Dari menara inilah panggilan diterima dan berita dipancarkan, melintasi jarak dua belas ribu kilometer antara negeri kincir angin Belanda dan wilayah koloninya di timur Asia. Melalui kode morse telegraf atau pun kamar bicara seharga lima belas gulden per tiga menitnya,  yang dilengkapi dengan corong bicara dan pendengar suara yang diletakkan di telinga. “Hello Den Hag! Hier Sabang! (hallo Denhag! Ini Sabang!)”.
Mungkin aneh kedengarannya bagi kita yang hidup pada era telekomunikasi  yang sudah sangat canggih dengan peluang bicara dan bertatap muka yang sangat mudah dan murah dengan siapapun dan  di belahan dunia manapun. Tetapi ada banyak orang yang telah mendedikasikan waktu dan ilmunya dalam rentang masa yang sangat panjang  untuk kenyamanan yang kita nikmati hari ini.
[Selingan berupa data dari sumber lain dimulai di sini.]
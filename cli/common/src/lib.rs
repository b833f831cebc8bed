//! Shared utilities for metafill CLI binaries.
//!
//! This crate provides the logging setup and output formatting used by the
//! `mf-filter` harness.

pub mod args;
pub mod format;
pub mod logging;

pub use args::LogLevel;
pub use format::{format_bytes, format_number};
pub use logging::init_logging;
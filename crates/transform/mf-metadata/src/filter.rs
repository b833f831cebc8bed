//! MetadataFilter - the enrichment stage itself.

use crate::compiler::{compile_config, FieldList};
use crate::descriptor::FILTER_NAME;
use crate::stats::FilterStats;
use mf_traits::{AssetTracker, AssetTrackingTuple, FilterStage, OutputSink, FILTER_EVENT};
use mf_types::{FilterConfig, ReadingSet};
use std::sync::Arc;
use tracing::{debug, error, info, trace};

/// Filter stage that appends configured metadata to every reading.
///
/// Implements the [`FilterStage`] trait. The stage is either enabled, in
/// which case each reading receives a fresh copy of every compiled field,
/// or disabled, in which case batches are forwarded untouched. Every
/// ingested batch is forwarded to the sink exactly once.
pub struct MetadataFilter<S> {
    /// Configuration category name, reported to asset tracking.
    category: String,

    /// Administrative state.
    enabled: bool,

    /// Compiled metadata fields, replaced wholesale on reconfigure.
    fields: FieldList,

    /// Where batches go next.
    sink: S,

    /// Optional asset tracking collaborator.
    tracker: Option<Arc<dyn AssetTracker>>,

    stats: FilterStats,
}

impl<S> std::fmt::Debug for MetadataFilter<S> {
    fn fmt(&self, f: &mut std::fmt::Formatter<'_>) -> std::fmt::Result {
        f.debug_struct("MetadataFilter")
            .field("category", &self.category)
            .field("enabled", &self.enabled)
            .field("fields", &self.fields.len())
            .field("tracker", &self.tracker.is_some())
            .finish_non_exhaustive()
    }
}

impl<S: OutputSink> MetadataFilter<S> {
    /// Creates the filter and compiles its initial field list.
    ///
    /// # Arguments
    ///
    /// * `category` - Configuration category name of this instance
    /// * `config` - Host options (`enable`, `config`)
    /// * `sink` - Receives every batch after processing
    ///
    /// An absent or malformed metadata document is logged and leaves the
    /// field list empty; construction itself never fails.
    pub fn new(category: impl Into<String>, config: &FilterConfig, sink: S) -> Self {
        let category = category.into();
        let fields = compile_config(config);

        debug!(
            category = %category,
            enabled = config.enable,
            fields = fields.len(),
            "Created MetadataFilter"
        );

        Self {
            category,
            enabled: config.enable,
            fields,
            sink,
            tracker: None,
            stats: FilterStats::default(),
        }
    }

    /// Attaches an asset tracker.
    pub fn with_asset_tracker(mut self, tracker: Arc<dyn AssetTracker>) -> Self {
        self.tracker = Some(tracker);
        self
    }

    /// Returns the configuration category name.
    pub fn category(&self) -> &str {
        &self.category
    }

    /// Returns true if the filter enriches readings.
    pub fn is_enabled(&self) -> bool {
        self.enabled
    }

    /// Enables or disables enrichment.
    pub fn set_enabled(&mut self, enabled: bool) {
        if self.enabled != enabled {
            info!(category = %self.category, enabled, "Metadata filter toggled");
        }
        self.enabled = enabled;
    }

    /// Returns the compiled metadata fields.
    pub fn fields(&self) -> &FieldList {
        &self.fields
    }

    /// Returns the counters collected so far.
    pub fn stats(&self) -> FilterStats {
        self.stats
    }

    /// Returns the sink.
    pub fn sink(&self) -> &S {
        &self.sink
    }

    /// Consumes the filter and returns its sink.
    pub fn into_sink(self) -> S {
        self.sink
    }

    /// Applies host options given as JSON text.
    ///
    /// If the text is not valid host options the error is logged and the
    /// filter is left with an empty field list.
    pub fn reconfigure_json(&mut self, text: &str) {
        match FilterConfig::from_json(text) {
            Ok(config) => self.reconfigure(&config),
            Err(e) => {
                error!(category = %self.category, error = %e, "Unable to apply metadata filter reconfiguration");
                self.install(FieldList::default());
                self.stats.record_reconfigure();
            }
        }
    }

    /// Swaps in a new field list and releases the previous one.
    fn install(&mut self, fields: FieldList) {
        let previous = std::mem::replace(&mut self.fields, fields);
        debug!(
            released = previous.len(),
            installed = self.fields.len(),
            "Replaced metadata field list"
        );
        drop(previous);
    }

    /// Appends metadata to every reading and returns the number of
    /// datapoints added.
    fn enrich(&self, readings: &mut ReadingSet) -> usize {
        let mut added = 0;

        for reading in readings.readings_mut() {
            for field in &self.fields {
                let datapoint = field.render(reading);
                reading.add_datapoint(datapoint);
                added += 1;
            }

            if let Some(tracker) = &self.tracker {
                tracker.track(AssetTrackingTuple::new(
                    &self.category,
                    reading.asset_name(),
                    FILTER_EVENT,
                ));
            }
        }

        added
    }
}

impl<S: OutputSink> FilterStage for MetadataFilter<S> {
    fn ingest(&mut self, mut readings: ReadingSet) {
        if !self.enabled {
            trace!(readings = readings.len(), "Metadata filter disabled, passing batch through");
            self.stats.record_passthrough();
            self.sink.emit(readings);
            return;
        }

        let added = self.enrich(&mut readings);
        trace!(readings = readings.len(), added, "Enriched batch");

        self.stats.record_enriched(readings.len(), added);
        self.sink.emit(readings);
    }

    fn reconfigure(&mut self, config: &FilterConfig) {
        let fields = compile_config(config);
        self.install(fields);
        self.set_enabled(config.enable);
        self.stats.record_reconfigure();
    }

    fn shutdown(&mut self) {
        let released = std::mem::take(&mut self.fields);
        self.enabled = false;
        info!(
            category = %self.category,
            released = released.len(),
            "Metadata filter shut down"
        );
    }

    fn name(&self) -> &str {
        FILTER_NAME
    }
}
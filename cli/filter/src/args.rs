//! CLI argument definitions for mf-filter.

use clap::{Parser, ValueEnum};
pub use mf_cli_common::LogLevel;
use std::path::PathBuf;

/// Append configured metadata to readings streamed as NDJSON.
///
/// Reads one reading per line from stdin, runs batches through the metadata
/// filter and writes the enriched readings to stdout. Logs go to stderr.
///
/// ## Input format
///
///   {"asset_code": "pump1", "user_ts": "2024-01-01T00:00:00Z", "readings": {"num": 2}}
///
/// ## Examples
///
/// Enrich with a config file:
///   cat readings.ndjson | mf-filter --config metadata.json
///
/// Force-enable the stage with the default (empty) metadata:
///   mf-filter --enable < readings.ndjson
#[derive(Parser, Debug)]
#[command(name = "mf-filter")]
#[command(version, about, long_about = None)]
pub struct Cli {
    /// Host options file: {"enable": bool, "config": {...}}
    #[arg(short = 'c', long, env = "MF_CONFIG")]
    pub config: Option<PathBuf>,

    /// Enable the filter regardless of the config file
    #[arg(long)]
    pub enable: bool,

    /// Category name reported to asset tracking
    #[arg(long, default_value = "metadata")]
    pub category: String,

    /// Readings per batch (must be >= 1)
    #[arg(short = 'b', long, default_value = "100", value_parser = parse_positive_usize)]
    pub batch_size: usize,

    /// Output format
    #[arg(long, value_enum, default_value = "jsonl")]
    pub output_format: OutputFormat,

    // === Logging Options ===
    /// Log level
    #[arg(long, value_enum, default_value = "info")]
    pub log_level: LogLevel,
}

/// Output format for enriched readings.
#[derive(Debug, Clone, Copy, PartialEq, Eq, ValueEnum)]
pub enum OutputFormat {
    /// JSON Lines (one reading per line)
    Jsonl,
    /// Pretty-printed JSON
    Json,
}

/// Parse a positive usize (>= 1).
fn parse_positive_usize(s: &str) -> Result<usize, String> {
    let value: usize = s
        .parse()
        .map_err(|_| format!("'{}' is not a valid number", s))?;
    if value == 0 {
        return Err("value must be at least 1".to_string());
    }
    Ok(value)
}

#[cfg(test)]
mod tests {
    use super::*;

    #[test]
    fn test_defaults() {
        let cli = Cli::try_parse_from(["mf-filter"]).unwrap();
        assert!(cli.config.is_none());
        assert!(!cli.enable);
        assert_eq!(cli.category, "metadata");
        assert_eq!(cli.batch_size, 100);
        assert_eq!(cli.output_format, OutputFormat::Jsonl);
        assert_eq!(cli.log_level, LogLevel::Info);
    }

    #[test]
    fn test_all_options() {
        let cli = Cli::try_parse_from([
            "mf-filter",
            "--config",
            "meta.json",
            "--enable",
            "--category",
            "east",
            "-b",
            "5",
            "--output-format",
            "json",
            "--log-level",
            "debug",
        ])
        .unwrap();
        assert_eq!(cli.config.unwrap().to_str(), Some("meta.json"));
        assert!(cli.enable);
        assert_eq!(cli.category, "east");
        assert_eq!(cli.batch_size, 5);
        assert_eq!(cli.output_format, OutputFormat::Json);
        assert_eq!(cli.log_level, LogLevel::Debug);
    }

    #[test]
    fn test_batch_size_must_be_positive() {
        assert!(Cli::try_parse_from(["mf-filter", "--batch-size", "0"]).is_err());
        assert!(Cli::try_parse_from(["mf-filter", "--batch-size", "many"]).is_err());
    }
}
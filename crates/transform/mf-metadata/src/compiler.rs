//! Compiles a metadata document into the fields appended to every reading.
//!
//! The document is a JSON object. Walking its members in document order:
//! strings, integers and doubles each become one field; nested objects are
//! flattened into the same list without prefixing their names; anything else
//! is skipped with a diagnostic. The conventional `"value"` member holding
//! an object is just one such nested object.

use crate::template::Template;
use mf_error::{ConfigError, Result};
use mf_types::{json_kind, Datapoint, DatapointValue, FilterConfig, Reading};
use serde_json::{Map, Value};
use tracing::{debug, error, info};

/// One compiled metadata field.
#[derive(Debug, Clone, PartialEq)]
pub struct MetadataField {
    datapoint: Datapoint,
    template: Option<Template>,
}

impl MetadataField {
    /// Creates a field. String values holding placeholders are prepared as
    /// templates.
    pub fn new(datapoint: Datapoint) -> Self {
        let template = datapoint
            .value
            .as_str()
            .map(Template::new)
            .filter(|template| !template.is_static());
        Self {
            datapoint,
            template,
        }
    }

    /// Returns the field name.
    #[inline]
    pub fn name(&self) -> &str {
        &self.datapoint.name
    }

    /// Returns the configured value, before any substitution.
    #[inline]
    pub fn value(&self) -> &DatapointValue {
        &self.datapoint.value
    }

    /// Returns the configured datapoint.
    #[inline]
    pub fn datapoint(&self) -> &Datapoint {
        &self.datapoint
    }

    /// Produces the datapoint to append to `reading`.
    ///
    /// String values have their placeholders resolved against the reading;
    /// numeric values are copied as-is.
    pub fn render(&self, reading: &Reading) -> Datapoint {
        match &self.template {
            Some(template) => Datapoint::new(self.name(), template.render(reading)),
            None => self.datapoint.clone(),
        }
    }
}

/// Ordered list of compiled metadata fields.
#[derive(Debug, Clone, Default, PartialEq)]
pub struct FieldList {
    fields: Vec<MetadataField>,
}

impl FieldList {
    /// Returns the number of fields.
    #[inline]
    pub fn len(&self) -> usize {
        self.fields.len()
    }

    /// Returns true if there are no fields.
    #[inline]
    pub fn is_empty(&self) -> bool {
        self.fields.is_empty()
    }

    /// Iterates over the fields in order.
    pub fn iter(&self) -> std::slice::Iter<'_, MetadataField> {
        self.fields.iter()
    }

    /// Iterates over the configured datapoints in order.
    pub fn datapoints(&self) -> impl Iterator<Item = &Datapoint> {
        self.fields.iter().map(MetadataField::datapoint)
    }

    /// Returns the field names in order.
    pub fn names(&self) -> Vec<&str> {
        self.fields.iter().map(MetadataField::name).collect()
    }
}

impl<'a> IntoIterator for &'a FieldList {
    type Item = &'a MetadataField;
    type IntoIter = std::slice::Iter<'a, MetadataField>;

    fn into_iter(self) -> Self::IntoIter {
        self.fields.iter()
    }
}

/// Compiles a parsed metadata document.
///
/// # Errors
///
/// Returns [`ConfigError::NotAnObject`] if the document root is not an
/// object. Unsupported members are not errors; they are logged and skipped.
pub fn compile(document: &Value) -> Result<FieldList> {
    let Value::Object(members) = document else {
        return Err(ConfigError::NotAnObject(json_kind(document).to_string()).into());
    };

    let mut fields = Vec::new();
    flatten(members, &mut fields);

    debug!(fields = fields.len(), "Compiled metadata fields");
    Ok(FieldList { fields })
}

/// Parses and compiles metadata document text.
///
/// # Errors
///
/// Returns [`ConfigError::Parse`] for malformed JSON and
/// [`ConfigError::NotAnObject`] for a non-object root. No partial list is
/// ever produced.
pub fn compile_str(text: &str) -> Result<FieldList> {
    let document: Value =
        serde_json::from_str(text).map_err(|e| ConfigError::Parse(e.to_string()))?;
    compile(&document)
}

/// Compiles the metadata document carried by host options.
///
/// Never fails: an absent document and an invalid one both yield an empty
/// list, distinguished only by the diagnostic logged.
pub fn compile_config(config: &FilterConfig) -> FieldList {
    let Some(text) = config.config.as_deref() else {
        info!("No config provided for metadata filter, readings pass through unchanged");
        return FieldList::default();
    };

    match compile_str(text) {
        Ok(fields) => {
            info!(config = %text, fields = fields.len(), "Metadata filter config loaded");
            fields
        }
        Err(e) => {
            error!(config = %text, error = %e, "Unable to parse metadata filter config");
            FieldList::default()
        }
    }
}

fn flatten(members: &Map<String, Value>, fields: &mut Vec<MetadataField>) {
    for (name, value) in members {
        if let Value::Object(nested) = value {
            flatten(nested, fields);
            continue;
        }

        match DatapointValue::from_json(value) {
            Some(v) => fields.push(MetadataField::new(Datapoint::new(name.clone(), v))),
            None => {
                let skipped = ConfigError::UnsupportedFieldType {
                    name: name.clone(),
                    kind: json_kind(value).to_string(),
                };
                error!(field = %name, "{skipped}");
            }
        }
    }
}
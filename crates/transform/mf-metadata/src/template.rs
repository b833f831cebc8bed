//! Placeholder templates resolved against a reading.
//!
//! A placeholder is a name between two [`DELIMITER`] characters, e.g.
//! `"Camera $num$"`. Rendering replaces it with the string form of the
//! reading's datapoint of that name. Also understood:
//!
//! - `$ASSET$` resolves to the reading's asset name when no datapoint is
//!   called `ASSET`.
//! - `$name|fallback$` inserts `fallback` when `name` does not resolve.
//!
//! Anything that does not resolve is copied through literally, delimiters
//! included.

use mf_types::Reading;

/// Placeholder delimiter.
pub const DELIMITER: char = '$';

/// Placeholder name that resolves to the reading's asset name.
pub const ASSET_PLACEHOLDER: &str = "ASSET";

/// Separator between a placeholder name and its fallback text.
const FALLBACK_SEPARATOR: char = '|';

/// Text between two delimiters, split once into name and fallback.
#[derive(Debug, Clone, PartialEq, Eq)]
struct Segment {
    text: String,
    fallback_at: Option<usize>,
}

impl Segment {
    fn parse(text: &str) -> Self {
        Self {
            text: text.to_string(),
            fallback_at: text.find(FALLBACK_SEPARATOR),
        }
    }

    fn resolve(&self, reading: &Reading) -> Option<String> {
        if let Some(value) = lookup(&self.text, reading) {
            return Some(value);
        }
        let at = self.fallback_at?;
        let name = &self.text[..at];
        let fallback = &self.text[at + FALLBACK_SEPARATOR.len_utf8()..];
        lookup(name, reading).or_else(|| Some(fallback.to_string()))
    }
}

/// A string value that may contain placeholders.
///
/// The text is split at every delimiter when the template is built. Which
/// delimiters pair up depends on what resolves, so pairing is decided while
/// rendering: a segment followed by a delimiter is a placeholder candidate,
/// and when it does not resolve its closing delimiter may open the next one.
#[derive(Debug, Clone, PartialEq, Eq)]
pub struct Template {
    segments: Vec<Segment>,
}

impl Template {
    /// Parses a template from its source text.
    pub fn new(source: impl AsRef<str>) -> Self {
        let segments = source.as_ref().split(DELIMITER).map(Segment::parse).collect();
        Self { segments }
    }

    /// Returns true if the text cannot contain a placeholder.
    #[inline]
    pub fn is_static(&self) -> bool {
        self.segments.len() < 3
    }

    /// Renders the template against one reading.
    pub fn render(&self, reading: &Reading) -> String {
        let Some((head, rest)) = self.segments.split_first() else {
            return String::new();
        };

        let mut out = head.text.clone();
        let mut i = 0;

        // rest[i] sits right after a delimiter; it is a candidate when another
        // delimiter follows it.
        while i + 1 < rest.len() {
            match rest[i].resolve(reading) {
                Some(value) => {
                    out.push_str(&value);
                    out.push_str(&rest[i + 1].text);
                    i += 2;
                }
                None => {
                    out.push(DELIMITER);
                    out.push_str(&rest[i].text);
                    i += 1;
                }
            }
        }

        if let Some(tail) = rest.get(i) {
            out.push(DELIMITER);
            out.push_str(&tail.text);
        }
        out
    }
}

fn lookup(name: &str, reading: &Reading) -> Option<String> {
    if name.is_empty() {
        return None;
    }
    if let Some(dp) = reading.datapoint(name) {
        return Some(dp.value.to_string());
    }
    (name == ASSET_PLACEHOLDER).then(|| reading.asset_name().to_string())
}
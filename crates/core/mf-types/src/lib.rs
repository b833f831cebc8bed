//! Core types for metafill.
//!
//! This crate provides the foundational types used throughout the system:
//! - [`Datapoint`] / [`DatapointValue`] - A named, typed scalar
//! - [`Reading`] - One timestamped measurement for an asset
//! - [`ReadingSet`] - The batch handed from stage to stage
//! - [`FilterConfig`] - Host-level options for the enrichment stage

pub mod config;
pub mod datapoint;
pub mod reading;

pub use config::*;
pub use datapoint::*;
pub use reading::*;
//! Host-level configuration for the enrichment stage.

use mf_error::{ConfigError, Result};
use serde::{Deserialize, Serialize};
use serde_json::Value;

/// Options the host passes to the stage on initialize and reconfigure.
///
/// `config` holds the metadata document as text. It is kept verbatim and
/// only parsed by the compiler, so a malformed document surfaces as a
/// compile-time parse error rather than a host-config error.
#[derive(Debug, Clone, Default, PartialEq, Eq, Serialize)]
pub struct FilterConfig {
    /// Whether the stage enriches readings or passes them through
    pub enable: bool,

    /// Metadata document, `None` when the option is absent
    pub config: Option<String>,
}

impl FilterConfig {
    /// Creates a disabled config with no metadata document.
    pub fn new() -> Self {
        Self::default()
    }

    /// Sets the enable flag.
    pub fn with_enable(mut self, enable: bool) -> Self {
        self.enable = enable;
        self
    }

    /// Sets the metadata document from text.
    pub fn with_config(mut self, config: impl Into<String>) -> Self {
        self.config = Some(config.into());
        self
    }

    /// Parses host options from JSON text.
    pub fn from_json(text: &str) -> Result<Self> {
        let value: Value = serde_json::from_str(text)
            .map_err(|e| ConfigError::Parse(format!("{e}: '{text}'")))?;
        Self::from_value(&value)
    }

    /// Builds host options from a JSON value.
    ///
    /// `enable` accepts a boolean or the strings `"true"`/`"false"`.
    /// `config` accepts an inline object or a string holding JSON text.
    pub fn from_value(value: &Value) -> Result<Self> {
        let Value::Object(options) = value else {
            return Err(ConfigError::InvalidOption {
                option: "<root>".to_string(),
                reason: "host configuration must be a JSON object".to_string(),
            }
            .into());
        };

        let enable = match options.get("enable") {
            None | Some(Value::Null) => false,
            Some(v) => parse_enable(v)?,
        };

        let config = match options.get("config") {
            None | Some(Value::Null) => None,
            Some(Value::String(text)) => Some(text.clone()),
            Some(other) => Some(other.to_string()),
        };

        Ok(Self { enable, config })
    }
}

fn parse_enable(value: &Value) -> Result<bool> {
    match value {
        Value::Bool(b) => Ok(*b),
        Value::String(s) => match s.trim().to_ascii_lowercase().as_str() {
            "true" => Ok(true),
            "false" => Ok(false),
            other => Err(invalid_enable(format!("'{other}' is not a boolean"))),
        },
        other => Err(invalid_enable(format!("expected a boolean, got {other}"))),
    }
}

fn invalid_enable(reason: String) -> mf_error::MfError {
    ConfigError::InvalidOption {
        option: "enable".to_string(),
        reason,
    }
    .into()
}

impl<'de> Deserialize<'de> for FilterConfig {
    fn deserialize<D: serde::Deserializer<'de>>(
        deserializer: D,
    ) -> std::result::Result<Self, D::Error> {
        let value = Value::deserialize(deserializer)?;
        Self::from_value(&value).map_err(serde::de::Error::custom)
    }
}
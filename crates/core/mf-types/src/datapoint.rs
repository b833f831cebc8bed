//! Datapoint types: a name plus a typed scalar value.

use serde_json::Value;
use std::fmt;

/// A typed scalar carried by a datapoint.
#[derive(Debug, Clone, PartialEq)]
pub enum DatapointValue {
    /// UTF-8 string
    String(String),

    /// Signed 64-bit integer
    Integer(i64),

    /// Double precision float
    Float(f64),
}

impl DatapointValue {
    /// Converts a JSON value into a datapoint value.
    ///
    /// Numbers written with a fraction or exponent become [`Self::Float`],
    /// integral numbers that fit in an `i64` become [`Self::Integer`].
    /// Everything else (arrays, objects, booleans, null, integers beyond the
    /// signed 64-bit range) returns `None`.
    pub fn from_json(value: &Value) -> Option<Self> {
        match value {
            Value::String(s) => Some(Self::String(s.clone())),
            Value::Number(n) if n.is_f64() => n.as_f64().map(Self::Float),
            Value::Number(n) => n.as_i64().map(Self::Integer),
            _ => None,
        }
    }

    /// Converts this value back into JSON.
    pub fn to_json(&self) -> Value {
        match self {
            Self::String(s) => Value::String(s.clone()),
            Self::Integer(i) => Value::from(*i),
            Self::Float(f) => Value::from(*f),
        }
    }

    /// Returns the string payload, if any.
    pub fn as_str(&self) -> Option<&str> {
        match self {
            Self::String(s) => Some(s),
            _ => None,
        }
    }

    /// Returns the integer payload, if any.
    pub fn as_i64(&self) -> Option<i64> {
        match self {
            Self::Integer(i) => Some(*i),
            _ => None,
        }
    }

    /// Returns the float payload, if any.
    pub fn as_f64(&self) -> Option<f64> {
        match self {
            Self::Float(f) => Some(*f),
            _ => None,
        }
    }
}

/// String form of a value. Strings are written raw, without quotes; a
/// whole-number float keeps one decimal place so it reads as a float.
impl fmt::Display for DatapointValue {
    fn fmt(&self, f: &mut fmt::Formatter<'_>) -> fmt::Result {
        match self {
            Self::String(s) => f.write_str(s),
            Self::Integer(i) => write!(f, "{i}"),
            Self::Float(v) if v.is_finite() && v.fract() == 0.0 => write!(f, "{v:.1}"),
            Self::Float(v) => write!(f, "{v}"),
        }
    }
}

impl From<&str> for DatapointValue {
    fn from(value: &str) -> Self {
        Self::String(value.to_string())
    }
}

impl From<String> for DatapointValue {
    fn from(value: String) -> Self {
        Self::String(value)
    }
}

impl From<i64> for DatapointValue {
    fn from(value: i64) -> Self {
        Self::Integer(value)
    }
}

impl From<f64> for DatapointValue {
    fn from(value: f64) -> Self {
        Self::Float(value)
    }
}

/// Describes the kind of a JSON value for diagnostics.
pub fn json_kind(value: &Value) -> &'static str {
    match value {
        Value::Null => "null",
        Value::Bool(_) => "boolean",
        Value::Number(n) if n.is_u64() && n.as_i64().is_none() => "integer out of range",
        Value::Number(_) => "number",
        Value::String(_) => "string",
        Value::Array(_) => "array",
        Value::Object(_) => "object",
    }
}

/// A named, typed value attached to a reading.
#[derive(Debug, Clone, PartialEq)]
pub struct Datapoint {
    /// Datapoint name
    pub name: String,

    /// Datapoint value
    pub value: DatapointValue,
}

impl Datapoint {
    /// Creates a new datapoint.
    pub fn new(name: impl Into<String>, value: impl Into<DatapointValue>) -> Self {
        Self {
            name: name.into(),
            value: value.into(),
        }
    }

    /// Returns the datapoint name.
    #[inline]
    pub fn name(&self) -> &str {
        &self.name
    }

    /// Returns the datapoint value.
    #[inline]
    pub fn value(&self) -> &DatapointValue {
        &self.value
    }
}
Komunikasi radio telegrafi  lintas negara dan lautan tanpa kabel dimulai sejak William H. Preece dan Graham Bell mengembangkan sistem tak terbatas telegrafi dan mentransmisikan sistem induksi pada tahun 1892. Sejak itu, tiga perusahaan besar, yaitu Branly Pop dari Paris, Telefunken dari Berlin, dan Marconi dari London, mengembangkannya sebagai sarana politik dan komersil ke manca negara.
Awalnya, Belanda adalah salah satu negara yang sangat bergantung pada Inggris dalam hal pertelekomunikasian. Tetapi sebagai bangsa dan negara perdagangan dengan wilayah koloni luar negeri yang besar, mempunyai minat yang kuat untuk memiliki hubungan internasional yang cepat dan baik. Terutama setelah pesan-pesan melalui kabel-kabel telegrafi milik Inggris mengalami penyensoran.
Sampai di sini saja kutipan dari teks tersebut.